Fondé en 1982 dans la clandestinité, le FPI était au départ un parti d’idéologie stalinienne (« communiste »), qui défendait l’idée d’une « révolution démocratique nationale » comme préalable au développement du pays. Le parti est alors associé à la lutte contre le régime de parti unique menée par les étudiants et travailleurs de Côte d’Ivoire tout au long des années ‘1980, avant d’être reconnu légalement en 1990 et de se réclamer de la social-démocratie, suite à la chute de l’Union soviétique.

Tout au long des années ‘1990, il joue son rôle de parti d’opposition aux côtés des syndicats et notamment de la FESCI. Arrivé au pouvoir en 2000, il se retrouve entrainé dans une guerre civile, va de compromis en compromis avec l’impérialisme, adopte un discours de plus en plus nationaliste et religieux, et finit par mettre au pas les syndicats du pays en excluant les leaders trop radicaux et en imposant ses propres éléments à la tête de ces structures.

Ayant perdu le pouvoir, le parti devient inactif, se scinde en deux, et son aile radicale apparait de plus en plus comme une secte religieuse qui attend le retour de son leader avant de tenter d’organiser la moindre lutte, tandis que l’autre aile adopte un discours purement social-démocrate.
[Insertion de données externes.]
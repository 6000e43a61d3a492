// This Source Code Form is subject to the terms of the Mozilla Public
// License, v. 2.0. If a copy of the MPL was not distributed with this
// file, You can obtain one at https://mozilla.org/MPL/2.0/.

//! Grouping configuration

/// Axis used to canonicalize normal orientation.
///
/// Two coincident but oppositely wound triangles produce opposite normals;
/// flipping so the chosen component is non-negative lands both in the same
/// group. A plane whose normal has a near-zero component on this axis may
/// flip either way under floating-point noise; that boundary is accepted
/// nondeterminism.
#[derive(Debug, Clone, Copy, PartialEq, Eq, Default)]
#[cfg_attr(feature = "serde", derive(serde::Serialize, serde::Deserialize))]
#[cfg_attr(feature = "serde", serde(rename_all = "lowercase"))]
pub enum Axis {
    X,
    Y,
    #[default]
    Z,
}

impl Axis {
    /// Component of a vector along this axis
    #[inline]
    pub fn component(self, v: &nalgebra::Vector3<f64>) -> f64 {
        match self {
            Axis::X => v.x,
            Axis::Y => v.y,
            Axis::Z => v.z,
        }
    }
}

/// Tunable parameters of the planar grouping pass.
#[derive(Debug, Clone, Copy, PartialEq)]
#[cfg_attr(feature = "serde", derive(serde::Serialize, serde::Deserialize))]
#[cfg_attr(feature = "serde", serde(rename_all = "camelCase", default))]
pub struct GroupingOptions {
    /// Normal quantization step; ~0.05 gives ~3 degree angular buckets.
    /// Larger values merge faces across more curvature.
    pub normal_quantization_step: f64,
    /// Lower bound on the plane-offset quantization step, in mesh units.
    pub distance_quantization_floor: f64,
    /// Plane-offset quantization as a fraction of the bounding diagonal.
    pub distance_quantization_fraction: f64,
    /// Axis whose normal component is forced non-negative.
    pub canonical_axis: Axis,
}

impl Default for GroupingOptions {
    fn default() -> Self {
        Self {
            normal_quantization_step: 0.05,
            distance_quantization_floor: 0.2,
            distance_quantization_fraction: 0.002,
            canonical_axis: Axis::Z,
        }
    }
}

impl GroupingOptions {
    /// Plane-offset quantization step for a mesh with the given bounding
    /// diagonal. A zero diagonal (degenerate or empty mesh) falls back to
    /// the fixed floor.
    #[inline]
    pub fn distance_step(&self, bounding_diagonal: f64) -> f64 {
        (bounding_diagonal * self.distance_quantization_fraction)
            .max(self.distance_quantization_floor)
    }
}

/// Partial update over [`GroupingOptions`].
///
/// The viewer hands options across the worker boundary as a loose record
/// with any subset of fields present; absent fields keep their defaults.
#[derive(Debug, Clone, Copy, Default, PartialEq)]
#[cfg_attr(feature = "serde", derive(serde::Serialize, serde::Deserialize))]
#[cfg_attr(feature = "serde", serde(rename_all = "camelCase", default))]
pub struct GroupingOptionsPatch {
    pub normal_quantization_step: Option<f64>,
    pub distance_quantization_floor: Option<f64>,
    pub distance_quantization_fraction: Option<f64>,
    pub canonical_axis: Option<Axis>,
}

impl GroupingOptionsPatch {
    /// Merge this patch over `base`, field by field.
    pub fn apply_to(&self, base: GroupingOptions) -> GroupingOptions {
        GroupingOptions {
            normal_quantization_step: self
                .normal_quantization_step
                .unwrap_or(base.normal_quantization_step),
            distance_quantization_floor: self
                .distance_quantization_floor
                .unwrap_or(base.distance_quantization_floor),
            distance_quantization_fraction: self
                .distance_quantization_fraction
                .unwrap_or(base.distance_quantization_fraction),
            canonical_axis: self.canonical_axis.unwrap_or(base.canonical_axis),
        }
    }
}

#[cfg(test)]
mod tests {
    use super::*;

    #[test]
    fn test_distance_step_floor() {
        let options = GroupingOptions::default();
        // Small mesh: fraction of the diagonal is below the floor
        assert_eq!(options.distance_step(1.0), 0.2);
        // Degenerate mesh: zero diagonal falls back to the floor
        assert_eq!(options.distance_step(0.0), 0.2);
        // Large mesh: proportional step wins
        assert_eq!(options.distance_step(1000.0), 2.0);
    }

    #[test]
    fn test_patch_merge_keeps_defaults() {
        let patch = GroupingOptionsPatch {
            normal_quantization_step: Some(0.1),
            ..Default::default()
        };
        let merged = patch.apply_to(GroupingOptions::default());
        assert_eq!(merged.normal_quantization_step, 0.1);
        assert_eq!(merged.distance_quantization_floor, 0.2);
        assert_eq!(merged.canonical_axis, Axis::Z);
    }

    #[test]
    fn test_empty_patch_is_identity() {
        let merged = GroupingOptionsPatch::default().apply_to(GroupingOptions::default());
        assert_eq!(merged, GroupingOptions::default());
    }
}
Toutes ces différentes phases de l’histoire du FPI étaient très différentes les unes des autres. Alors, laquelle de ces phases entend-on lorsqu’on parle « du FPI » ? À moins que nous ne précisions à chaque fois le contexte historique dans lequel nous voulons parler « du FPI », nous risquons de commettre de nombreuses erreurs !

Une erreur fréquemment commise par la jeunesse actuelle provient de la mauvaise application de l’étiquette « FPI ». Pour beaucoup de jeunes et de militants, « le FPI » fait référence au « FPI des années ‘2000 », alors que pour les militants plus âgés, il s’agit du « FPI des années ‘1980 et ‘1990 », un symbole de la lutte pour la démocratie en Côte d’Ivoire. Les dirigeants du FPI exploitent cette erreur en utilisant la logique formelle, pour se faire passer pour un parti de gauche. Mais des millions de personnes comprennent bien que le FPI d’aujourd’hui n’est pas « leur FPI ». Cette phrase relève d’une profonde compréhension philosophique ! Car elle reconnait les limites de l’application de l’étiquette « FPI ».

La pensée dialectique

Trotsky résumait la manière dont la pensée dialectique nous aide à dépasser les étiquettes statiques en expliquant que :

« La pensée vulgaire opère avec des concepts tels que « capitalisme », « morale », « liberté », « État ouvrier », etc., qu’elle considère comme des abstractions immuables, jugeant que « le capitalisme » est « le capitalisme », « la morale » « la morale », etc. La pensée dialectique examine les choses et les phénomènes dans leur perpétuel changement et de plus, suivant les conditions matérielles de ces changements, elle détermine le point critique au-delà duquel « A » cesse d’être « A », « l’État ouvrier »* cesse d’être « un État ouvrier », etc.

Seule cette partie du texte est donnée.